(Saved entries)
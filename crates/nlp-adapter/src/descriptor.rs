//! Problem descriptor handed to the solver capability.
//!
//! Builds the named-group model: one design-variable group, one objective
//! group per objective, and the nonlinear and linear constraint groups.
//! Groups of size zero are never registered.

use serde::{Deserialize, Serialize};
use tracing::debug;

use crate::error::{AdapterError, AdapterResult};
use crate::evaluation::Matrix;
use crate::groups::{
    objective_group_name, DESIGN_GROUP, EQUALITY_GROUP, INEQUALITY_GROUP,
    LINEAR_EQUALITY_GROUP, LINEAR_INEQUALITY_GROUP, OBJECTIVE_GROUP,
};

/// Design-variable group with bounds and starting point.
#[derive(Debug, Clone, PartialEq, Serialize, Deserialize)]
pub struct VariableGroup {
    pub name: String,
    pub size: usize,
    pub lower: Vec<f64>,
    pub upper: Vec<f64>,
    pub value: Vec<f64>,
}

/// A named objective.
#[derive(Debug, Clone, PartialEq, Eq, Serialize, Deserialize)]
pub struct ObjectiveGroup {
    pub name: String,
    /// Position in a multi-objective vector; `None` for a scalar objective.
    pub index: Option<usize>,
}

/// A named block of constraints.
#[derive(Debug, Clone, PartialEq, Serialize, Deserialize)]
pub struct ConstraintGroup {
    pub name: String,
    pub size: usize,
    /// `None` means unbounded below.
    pub lower: Option<Vec<f64>>,
    /// `None` means unbounded above.
    pub upper: Option<Vec<f64>>,
    pub linear: bool,
    /// Fixed Jacobian with respect to `x`; linear groups only.
    pub jacobian: Option<Matrix>,
}

impl ConstraintGroup {
    pub fn is_equality(&self) -> bool {
        self.lower.is_some() && self.lower == self.upper
    }
}

/// Linear constraint block `A x <= b` or `A x == b`.
#[derive(Debug, Clone, PartialEq, Default, Serialize, Deserialize)]
pub struct LinearConstraint {
    /// One row per constraint, `nx` columns each.
    pub matrix: Matrix,
    pub bound: Vec<f64>,
}

impl LinearConstraint {
    pub fn new(matrix: Matrix, bound: Vec<f64>) -> Self {
        Self { matrix, bound }
    }

    pub fn len(&self) -> usize {
        self.bound.len()
    }

    pub fn is_empty(&self) -> bool {
        self.bound.is_empty()
    }

    fn validate(&self, what: &'static str, nx: usize) -> AdapterResult<()> {
        if self.matrix.len() != self.bound.len() {
            return Err(AdapterError::DimensionMismatch {
                what,
                expected: self.bound.len(),
                found: self.matrix.len(),
            });
        }
        if let Some(row) = self.matrix.iter().find(|row| row.len() != nx) {
            return Err(AdapterError::DimensionMismatch {
                what,
                expected: nx,
                found: row.len(),
            });
        }
        Ok(())
    }
}

/// The complete group model for one solve.
#[derive(Debug, Clone, PartialEq, Serialize, Deserialize)]
pub struct ProblemDescriptor {
    pub name: String,
    pub variables: VariableGroup,
    pub objectives: Vec<ObjectiveGroup>,
    pub constraints: Vec<ConstraintGroup>,
}

impl ProblemDescriptor {
    /// Start building a descriptor around the design-variable group.
    pub fn builder(
        name: impl Into<String>,
        x0: &[f64],
        lower: &[f64],
        upper: &[f64],
    ) -> AdapterResult<DescriptorBuilder> {
        DescriptorBuilder::new(name.into(), x0, lower, upper)
    }

    /// Number of design variables.
    pub fn nx(&self) -> usize {
        self.variables.size
    }

    /// Look up a constraint group by name.
    pub fn constraint(&self, name: &str) -> Option<&ConstraintGroup> {
        self.constraints.iter().find(|g| g.name == name)
    }

    /// Names of all registered groups, design variables first.
    pub fn group_names(&self) -> Vec<&str> {
        std::iter::once(self.variables.name.as_str())
            .chain(self.objectives.iter().map(|o| o.name.as_str()))
            .chain(self.constraints.iter().map(|c| c.name.as_str()))
            .collect()
    }
}

/// Incremental construction of a [`ProblemDescriptor`].
#[derive(Debug)]
pub struct DescriptorBuilder {
    descriptor: ProblemDescriptor,
}

impl DescriptorBuilder {
    fn new(name: String, x0: &[f64], lower: &[f64], upper: &[f64]) -> AdapterResult<Self> {
        let nx = x0.len();
        if lower.len() != nx {
            return Err(AdapterError::DimensionMismatch {
                what: "lower bounds",
                expected: nx,
                found: lower.len(),
            });
        }
        if upper.len() != nx {
            return Err(AdapterError::DimensionMismatch {
                what: "upper bounds",
                expected: nx,
                found: upper.len(),
            });
        }

        debug!(group = DESIGN_GROUP, size = nx, "registered design variables");
        Ok(Self {
            descriptor: ProblemDescriptor {
                name,
                variables: VariableGroup {
                    name: DESIGN_GROUP.to_string(),
                    size: nx,
                    lower: lower.to_vec(),
                    upper: upper.to_vec(),
                    value: x0.to_vec(),
                },
                objectives: Vec::new(),
                constraints: Vec::new(),
            },
        })
    }

    /// Register the objective group(s).
    ///
    /// `count` is `None` for a scalar objective, otherwise the length of the
    /// objective vector; each component gets its own group in index order.
    pub fn objectives(mut self, count: Option<usize>) -> Self {
        self.descriptor.objectives = match count {
            None => vec![ObjectiveGroup {
                name: OBJECTIVE_GROUP.to_string(),
                index: None,
            }],
            Some(n) => (0..n)
                .map(|i| ObjectiveGroup {
                    name: objective_group_name(i),
                    index: Some(i),
                })
                .collect(),
        };
        debug!(
            count = self.descriptor.objectives.len(),
            "registered objective groups"
        );
        self
    }

    /// Register the nonlinear inequality group `c(x) <= 0`.
    pub fn inequality(self, size: usize) -> Self {
        self.push(ConstraintGroup {
            name: INEQUALITY_GROUP.to_string(),
            size,
            lower: None,
            upper: Some(vec![0.0; size]),
            linear: false,
            jacobian: None,
        })
    }

    /// Register the nonlinear equality group `ceq(x) == 0`.
    pub fn equality(self, size: usize) -> Self {
        self.push(ConstraintGroup {
            name: EQUALITY_GROUP.to_string(),
            size,
            lower: Some(vec![0.0; size]),
            upper: Some(vec![0.0; size]),
            linear: false,
            jacobian: None,
        })
    }

    /// Register the linear inequality group `A x <= b`.
    pub fn linear_inequality(self, constraint: &LinearConstraint) -> AdapterResult<Self> {
        constraint.validate("linear inequality matrix", self.descriptor.variables.size)?;
        Ok(self.push(ConstraintGroup {
            name: LINEAR_INEQUALITY_GROUP.to_string(),
            size: constraint.len(),
            lower: None,
            upper: Some(constraint.bound.clone()),
            linear: true,
            jacobian: Some(constraint.matrix.clone()),
        }))
    }

    /// Register the linear equality group `Aeq x == beq`.
    pub fn linear_equality(self, constraint: &LinearConstraint) -> AdapterResult<Self> {
        constraint.validate("linear equality matrix", self.descriptor.variables.size)?;
        Ok(self.push(ConstraintGroup {
            name: LINEAR_EQUALITY_GROUP.to_string(),
            size: constraint.len(),
            lower: Some(constraint.bound.clone()),
            upper: Some(constraint.bound.clone()),
            linear: true,
            jacobian: Some(constraint.matrix.clone()),
        }))
    }

    fn push(mut self, group: ConstraintGroup) -> Self {
        if group.size == 0 {
            debug!(group = %group.name, "skipped empty constraint group");
            return self;
        }
        debug!(
            group = %group.name,
            size = group.size,
            linear = group.linear,
            "registered constraint group"
        );
        self.descriptor.constraints.push(group);
        self
    }

    pub fn build(self) -> ProblemDescriptor {
        self.descriptor
    }
}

◆ **Required work**
Repeat each record word for word.

◆ **Solution to the problem**
filename crates/nlp-adapter/src/descriptor.rs
//! Problem descriptor handed to the solver capability.
//!
//! Builds the named-group model: one design-variable group, one objective
//! group per objective, and the nonlinear and linear constraint groups.
//! Groups of size zero are never registered.

use serde::{Deserialize, Serialize};
use tracing::debug;

use crate::error::{AdapterError, AdapterResult};
use crate::evaluation::Matrix;
use crate::groups::{
    objective_group_name, DESIGN_GROUP, EQUALITY_GROUP, INEQUALITY_GROUP,
    LINEAR_EQUALITY_GROUP, LINEAR_INEQUALITY_GROUP, OBJECTIVE_GROUP,
};

/// Design-variable group with bounds and starting point.
#[derive(Debug, Clone, PartialEq, Serialize, Deserialize)]
pub struct VariableGroup {
    pub name: String,
    pub size: usize,
    pub lower: Vec<f64>,
    pub upper: Vec<f64>,
    pub value: Vec<f64>,
}

/// A named objective.
#[derive(Debug, Clone, PartialEq, Eq, Serialize, Deserialize)]
pub struct ObjectiveGroup {
    pub name: String,
    /// Position in a multi-objective vector; `None` for a scalar objective.
    pub index: Option<usize>,
}

/// A named block of constraints.
#[derive(Debug, Clone, PartialEq, Serialize, Deserialize)]
pub struct ConstraintGroup {
    pub name: String,
    pub size: usize,
    /// `None` means unbounded below.
    pub lower: Option<Vec<f64>>,
    /// `None` means unbounded above.
    pub upper: Option<Vec<f64>>,
    pub linear: bool,
    /// Fixed Jacobian with respect to `x`; linear groups only.
    pub jacobian: Option<Matrix>,
}

impl ConstraintGroup {
    pub fn is_equality(&self) -> bool {
        self.lower.is_some() && self.lower == self.upper
    }
}

/// Linear constraint block `A x <= b` or `A x == b`.
#[derive(Debug, Clone, PartialEq, Default, Serialize, Deserialize)]
pub struct LinearConstraint {
    /// One row per constraint, `nx` columns each.
    pub matrix: Matrix,
    pub bound: Vec<f64>,
}

impl LinearConstraint {
    pub fn new(matrix: Matrix, bound: Vec<f64>) -> Self {
        Self { matrix, bound }
    }

    pub fn len(&self) -> usize {
        self.bound.len()
    }

    pub fn is_empty(&self) -> bool {
        self.bound.is_empty()
    }

    fn validate(&self, what: &'static str, nx: usize) -> AdapterResult<()> {
        if self.matrix.len() != self.bound.len() {
            return Err(AdapterError::DimensionMismatch {
                what,
                expected: self.bound.len(),
                found: self.matrix.len(),
            });
        }
        if let Some(row) = self.matrix.iter().find(|row| row.len() != nx) {
            return Err(AdapterError::DimensionMismatch {
                what,
                expected: nx,
                found: row.len(),
            });
        }
        Ok(())
    }
}

/// The complete group model for one solve.
#[derive(Debug, Clone, PartialEq, Serialize, Deserialize)]
pub struct ProblemDescriptor {
    pub name: String,
    pub variables: VariableGroup,
    pub objectives: Vec<ObjectiveGroup>,
    pub constraints: Vec<ConstraintGroup>,
}

impl ProblemDescriptor {
    /// Start building a descriptor around the design-variable group.
    pub fn builder(
        name: impl Into<String>,
        x0: &[f64],
        lower: &[f64],
        upper: &[f64],
    ) -> AdapterResult<DescriptorBuilder> {
        DescriptorBuilder::new(name.into(), x0, lower, upper)
    }

    /// Number of design variables.
    pub fn nx(&self) -> usize {
        self.variables.size
    }

    /// Look up a constraint group by name.
    pub fn constraint(&self, name: &str) -> Option<&ConstraintGroup> {
        self.constraints.iter().find(|g| g.name == name)
    }

    /// Names of all registered groups, design variables first.
    pub fn group_names(&self) -> Vec<&str> {
        std::iter::once(self.variables.name.as_str())
            .chain(self.objectives.iter().map(|o| o.name.as_str()))
            .chain(self.constraints.iter().map(|c| c.name.as_str()))
            .collect()
    }
}

/// Incremental construction of a [`ProblemDescriptor`].
#[derive(Debug)]
pub struct DescriptorBuilder {
    descriptor: ProblemDescriptor,
}

impl DescriptorBuilder {
    fn new(name: String, x0: &[f64], lower: &[f64], upper: &[f64]) -> AdapterResult<Self> {
        let nx = x0.len();
        if lower.len() != nx {
            return Err(AdapterError::DimensionMismatch {
                what: "lower bounds",
                expected: nx,
                found: lower.len(),
            });
        }
        if upper.len() != nx {
            return Err(AdapterError::DimensionMismatch {
                what: "upper bounds",
                expected: nx,
                found: upper.len(),
            });
        }

        debug!(group = DESIGN_GROUP, size = nx, "registered design variables");
        Ok(Self {
            descriptor: ProblemDescriptor {
                name,
                variables: VariableGroup {
                    name: DESIGN_GROUP.to_string(),
                    size: nx,
                    lower: lower.to_vec(),
                    upper: upper.to_vec(),
                    value: x0.to_vec(),
                },
                objectives: Vec::new(),
                constraints: Vec::new(),
            },
        })
    }

    /// Register the objective group(s).
    ///
    /// `count` is `None` for a scalar objective, otherwise the length of the
    /// objective vector; each component gets its own group in index order.
    pub fn objectives(mut self, count: Option<usize>) -> Self {
        self.descriptor.objectives = match count {
            None => vec![ObjectiveGroup {
                name: OBJECTIVE_GROUP.to_string(),
                index: None,
            }],
            Some(n) => (0..n)
                .map(|i| ObjectiveGroup {
                    name: objective_group_name(i),
                    index: Some(i),
                })
                .collect(),
        };
        debug!(
            count = self.descriptor.objectives.len(),
            "registered objective groups"
        );
        self
    }

    /// Register the nonlinear inequality group `c(x) <= 0`.
    pub fn inequality(self, size: usize) -> Self {
        self.push(ConstraintGroup {
            name: INEQUALITY_GROUP.to_string(),
            size,
            lower: None,
            upper: Some(vec![0.0; size]),
            linear: false,
            jacobian: None,
        })
    }

    /// Register the nonlinear equality group `ceq(x) == 0`.
    pub fn equality(self, size: usize) -> Self {
        self.push(ConstraintGroup {
            name: EQUALITY_GROUP.to_string(),
            size,
            lower: Some(vec![0.0; size]),
            upper: Some(vec![0.0; size]),
            linear: false,
            jacobian: None,
        })
    }

    /// Register the linear inequality group `A x <= b`.
    pub fn linear_inequality(self, constraint: &LinearConstraint) -> AdapterResult<Self> {
        constraint.validate("linear inequality matrix", self.descriptor.variables.size)?;
        Ok(self.push(ConstraintGroup {
            name: LINEAR_INEQUALITY_GROUP.to_string(),
            size: constraint.len(),
            lower: None,
            upper: Some(constraint.bound.clone()),
            linear: true,
            jacobian: Some(constraint.matrix.clone()),
        }))
    }

    /// Register the linear equality group `Aeq x == beq`.
    pub fn linear_equality(self, constraint: &LinearConstraint) -> AdapterResult<Self> {
        constraint.validate("linear equality matrix", self.descriptor.variables.size)?;
        Ok(self.push(ConstraintGroup {
            name: LINEAR_EQUALITY_GROUP.to_string(),
            size: constraint.len(),
            lower: Some(constraint.bound.clone()),
            upper: Some(constraint.bound.clone()),
            linear: true,
            jacobian: Some(constraint.matrix.clone()),
        }))
    }

    fn push(mut self, group: ConstraintGroup) -> Self {
        if group.size == 0 {
            debug!(group = %group.name, "skipped empty constraint group");
            return self;
        }
        debug!(
            group = %group.name,
            size = group.size,
            linear = group.linear,
            "registered constraint group"
        );
        self.descriptor.constraints.push(group);
        self
    }

    pub fn build(self) -> ProblemDescriptor {
        self.descriptor
    }
}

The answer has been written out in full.